Good SWP measurement technique begins with properly selecting sample leaves and bagging or covering them with a foil-laminate bag (fig. 1). Leaves should be healthy, full grown, and without physical damage from wind or hail. Lower interior, shaded leaves are selected nearer to larger branches of the tree. These bagged leaves equilibrate readily with the tree’s main water-conducting system. Leaves higher in the canopy or farther out on a limb can give significantly different levels of SWP. Reflective, water-impervious Mylar foil bags are commonly used for bagging leaves. Bags are available from some pressure chamber manufacturers. Nylon velcro fasteners, resealable zip fasteners, paper clips and other creative approaches can be used to fasten the foil bags to the leaves.

From left to right, healthy, full grown leaves are selected in the lower interior canopy of an almond, prune, and walnut tree near larger branches and covered with mylar foil bags for at least ten minutes. Walnut has a compound leaf, so the terminal leaflet is selected because it has a longer petiole which assists the measurement. (Photos: A. Fulton)

Figure 1. From left to right, healthy, full grown leaves are selected in the lower interior canopy of an almond, prune, and walnut tree near larger branches and covered with mylar foil bags for at least ten minutes. Walnut has a compound leaf, so the terminal leaflet is selected because it has a longer petiole which assists the measurement. (Photos: A. Fulton)

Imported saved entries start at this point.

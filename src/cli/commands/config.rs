//! Config command - show current configuration

use crate::cli::output::print_header;
use crate::cli::OutputFormat;
use crate::core::config::{EmbeddingConfig, IngestionConfig, PathsConfig};
use crate::core::services::Services;
use crate::core::xdg::XdgDirs;
use clap::Args;
use serde::Serialize;
use std::sync::Arc;

/// Arguments for the show-config command
#[derive(Args, Debug)]
pub struct ConfigArgs {}

/// Configuration response
#[derive(Debug, Serialize)]
pub struct ConfigResponse<'a> {
    pub config_file: String,
    pub config_file_exists: bool,
    pub paths: &'a PathsConfig,
    pub ingestion: &'a IngestionConfig,
    pub embedding: &'a EmbeddingConfig,
}

/// Execute the show-config command
pub async fn execute(
    _args: ConfigArgs,
    services: &Arc<Services>,
    format: OutputFormat,
) -> Result<(), Box<dyn std::error::Error>> {
    let config = &services.config;
    let config_file = XdgDirs::new().config_file();

    let response = ConfigResponse {
        config_file: config_file.to_string_lossy().into_owned(),
        config_file_exists: config_file.exists(),
        paths: &config.paths,
        ingestion: &config.ingestion,
        embedding: &config.embedding,
    };

    match format {
        OutputFormat::Human => {
            print_header("Configuration:");
            let note = if response.config_file_exists {
                ""
            } else {
                " (not found, using defaults)"
            };
            println!("# config file: {}{}", response.config_file, note);
            println!("{}", toml::to_string_pretty(config.as_ref())?);
        }
        OutputFormat::Json => {
            println!("{}", serde_json::to_string_pretty(&response)?);
        }
    }

    Ok(())
}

The importance of bagging or covering the sample leaves on large perennial trees can’t be emphasized enough. Ideally, the sample leaves are bagged for at least 10 minutes prior to excising the leaf from the tree. It is acceptable to bag leaves longer than 10 minutes.  They may be covered several hours or even a day in advance if it adds convenience.

After the trees with the sample leaves have been bagged for at least 10 minutes, it is time to measure the SWP with a pressure chamber. The leaf must remain enclosed in the bag after it is excised from the tree and placed in the chamber. If the bag is removed at any time, the SWP level will begin to change rapidly (within seconds) as the leaf is exposed to the often hot, windy environment around it. Only using bagged leaves is an important practice in acquiring stable, more-representative measurements that are easily interpreted. Resist the temptation to remove the leaf from the foil bag even if it makes inserting the sample leaf into the chamber easier.

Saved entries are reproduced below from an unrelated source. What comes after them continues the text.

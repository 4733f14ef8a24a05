//! Cooperative cancellation for long-running pipeline runs.
//!
//! Pipelines check the flag between files (ingestion) and between
//! batches (embedding). Record writes are atomic, so stopping at
//! either point never leaves a partial record on disk.

use std::sync::atomic::{AtomicBool, Ordering};
use std::sync::Arc;

/// Shared cancellation flag
#[derive(Debug, Clone, Default)]
pub struct CancelFlag {
    cancelled: Arc<AtomicBool>,
}

impl CancelFlag {
    pub fn new() -> Self {
        Self::default()
    }

    /// Request cancellation; visible to every clone of this flag
    pub fn cancel(&self) {
        self.cancelled.store(true, Ordering::SeqCst);
    }

    pub fn is_cancelled(&self) -> bool {
        self.cancelled.load(Ordering::SeqCst)
    }
}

Proper measurement technique

Measuring SWP (fig. 2) after the bagged leaf is excised from a tree involves inserting the stem of a bagged leaf upward through the top of the pressure chamber and securing the protruding stem in the pressure chamber cap (A). Then, placing the bagged leaf in the pressure chamber (B).  A long stem is shown protruding out of the top of the chamber (C). Some researchers emphasize that the stem should not be protruding out this much for the most accurate measurement of SWP. Other researchers have observed that practitioners have more difficulty seeing the endpoint without the longer stem, which can also introduce error in seeing the endpoint.  Apply pressure inside the chamber and determine the endpoint for a SWP measurement. Close to the endpoint, water begins to exude from the surface of the cut stem and will appear to glisten (D). With the addition of a little more pressure, water will cover the entire cross-section of the stem and reach the endpoint.  When this endpoint is observed, stop adding pressure to the chamber and read the gauge.

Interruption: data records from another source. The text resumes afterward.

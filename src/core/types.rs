//! Core data types for ragprep.
//!
//! Documents, chunks and the on-disk record shapes, plus the
//! statistics both pipelines return.

use serde::{Deserialize, Serialize};
use serde_json::{Map, Value};
use std::path::{Path, PathBuf};

use crate::core::error::RagprepError;

/// Free-form metadata attached to documents, chunks and records
pub type Metadata = Map<String, Value>;

/// One unit of parsed document text (a whole file or a single PDF page)
#[derive(Debug, Clone, PartialEq)]
pub struct LoadedDocument {
    /// Extracted text
    pub content: String,

    /// Loader-supplied fields (`source`, `page`, `title`, ...)
    pub metadata: Metadata,
}

impl LoadedDocument {
    /// Create a unit whose metadata only carries the source path
    pub fn from_source(content: String, source: &Path) -> Self {
        let mut metadata = Metadata::new();
        metadata.insert(
            "source".to_string(),
            Value::String(source.display().to_string()),
        );
        Self { content, metadata }
    }
}

/// A bounded span of document text produced by a splitter
#[derive(Debug, Clone, PartialEq)]
pub struct Chunk {
    /// The chunk text, trimmed of surrounding whitespace
    pub content: String,

    /// Metadata inherited from the loaded unit it came from
    pub metadata: Metadata,
}

/// A chunk as persisted by the chunk writer
#[derive(Debug, Clone, PartialEq, Serialize, Deserialize)]
pub struct ChunkRecord {
    pub content: String,
    pub metadata: Metadata,
}

/// A file, record or batch that was skipped during a run
#[derive(Debug, Clone, Serialize, Deserialize)]
pub struct Failure {
    /// Offending file, or the containing directory for batch failures
    pub path: PathBuf,

    /// Error label from [`RagprepError::kind`]
    pub kind: String,

    /// Human-readable error message
    pub message: String,
}

impl Failure {
    pub fn new(path: impl Into<PathBuf>, error: &RagprepError) -> Self {
        Self {
            path: path.into(),
            kind: error.kind().to_string(),
            message: error.message(),
        }
    }
}

/// Statistics from an ingestion run
#[derive(Debug, Clone, Default, Serialize, Deserialize)]
pub struct IngestStats {
    /// Files returned by the walker
    pub files_discovered: usize,

    /// Files loaded, split and written without error
    pub files_processed: usize,

    /// Files skipped because of an error
    pub files_failed: usize,

    /// Chunk records written across all files
    pub chunks_written: usize,

    /// Run duration in milliseconds
    pub duration_ms: u64,

    /// True when the run stopped early on cancellation
    pub cancelled: bool,

    pub failures: Vec<Failure>,
}

/// Statistics from an embedding run
#[derive(Debug, Clone, Default, Serialize, Deserialize)]
pub struct EmbedStats {
    /// Directories that contained at least one record file
    pub directories_visited: usize,

    /// Embedding calls issued
    pub batches_submitted: usize,

    pub batches_succeeded: usize,

    pub batches_failed: usize,

    /// Embedded records written
    pub records_embedded: usize,

    /// Records not written (unreadable input, failed batch or failed write)
    pub records_failed: usize,

    /// Run duration in milliseconds
    pub duration_ms: u64,

    /// True when the run stopped early on cancellation
    pub cancelled: bool,

    pub failures: Vec<Failure>,
}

Figure 2. Basic process of measuring midday SWP with a pressure chamber. (A) Bagged leaf is excised from the tree and the stem is inserted through the pressure chamber cap. (B) Bagged leaf is placed into the pressure chamber. (C) A long stem should protrude through the top of the chamber. (D) Water will exude from the surface of the cut stem and the surface will glisten when the endpoint is reached. Photos: A. Fulton and K. Shackel.

Figure 2. Basic process of measuring midday SWP with a pressure chamber. (A) Bagged leaf is excised from the tree and the stem is inserted through the pressure chamber cap. (B) Bagged leaf is placed into the pressure chamber. (C) A long stem should protrude through the top of the chamber. (D) Water will exude from the surface of the cut stem and the surface will glisten when the endpoint is reached. Photos: A. Fulton and K. Shackel.

Most pressure chambers (excluding hand-held pump-up models) incorporate an adjustable metering valve to regulate how fast pressure builds inside the chamber. Metering valves should be set to increase pressure slowly to lessen the chance of missing the endpoint. Operators should set the rate the chamber pressurizes slow enough so that it is possible to both watch for the endpoint and read the pressure gauge at the same time. Experience suggests that a pressure increase of 0.25 to 0.5 bars per second is just about right.

Advanced technique

In both gas tank and pump-up models, once the end point is reached or accidentally exceeded the operator can release a small amount of pressure (0.5 – 1 bars) in-order to check for the correct endpoint. Once pressure is released, the operator can wipe off the moisture on the cut petiole with their finger and wait several seconds for the bubbling to subside. They then slowly re-pressurize looking closely for the correct endpoint.

SWP measurements should be completed as rapidly as possible after bagged leaves are excised. It usually takes an experienced operator 15 to 30 seconds to take a measurement depending on the plant water status. To minimize variability, readings should be made within 1 minute of being removed from the tree.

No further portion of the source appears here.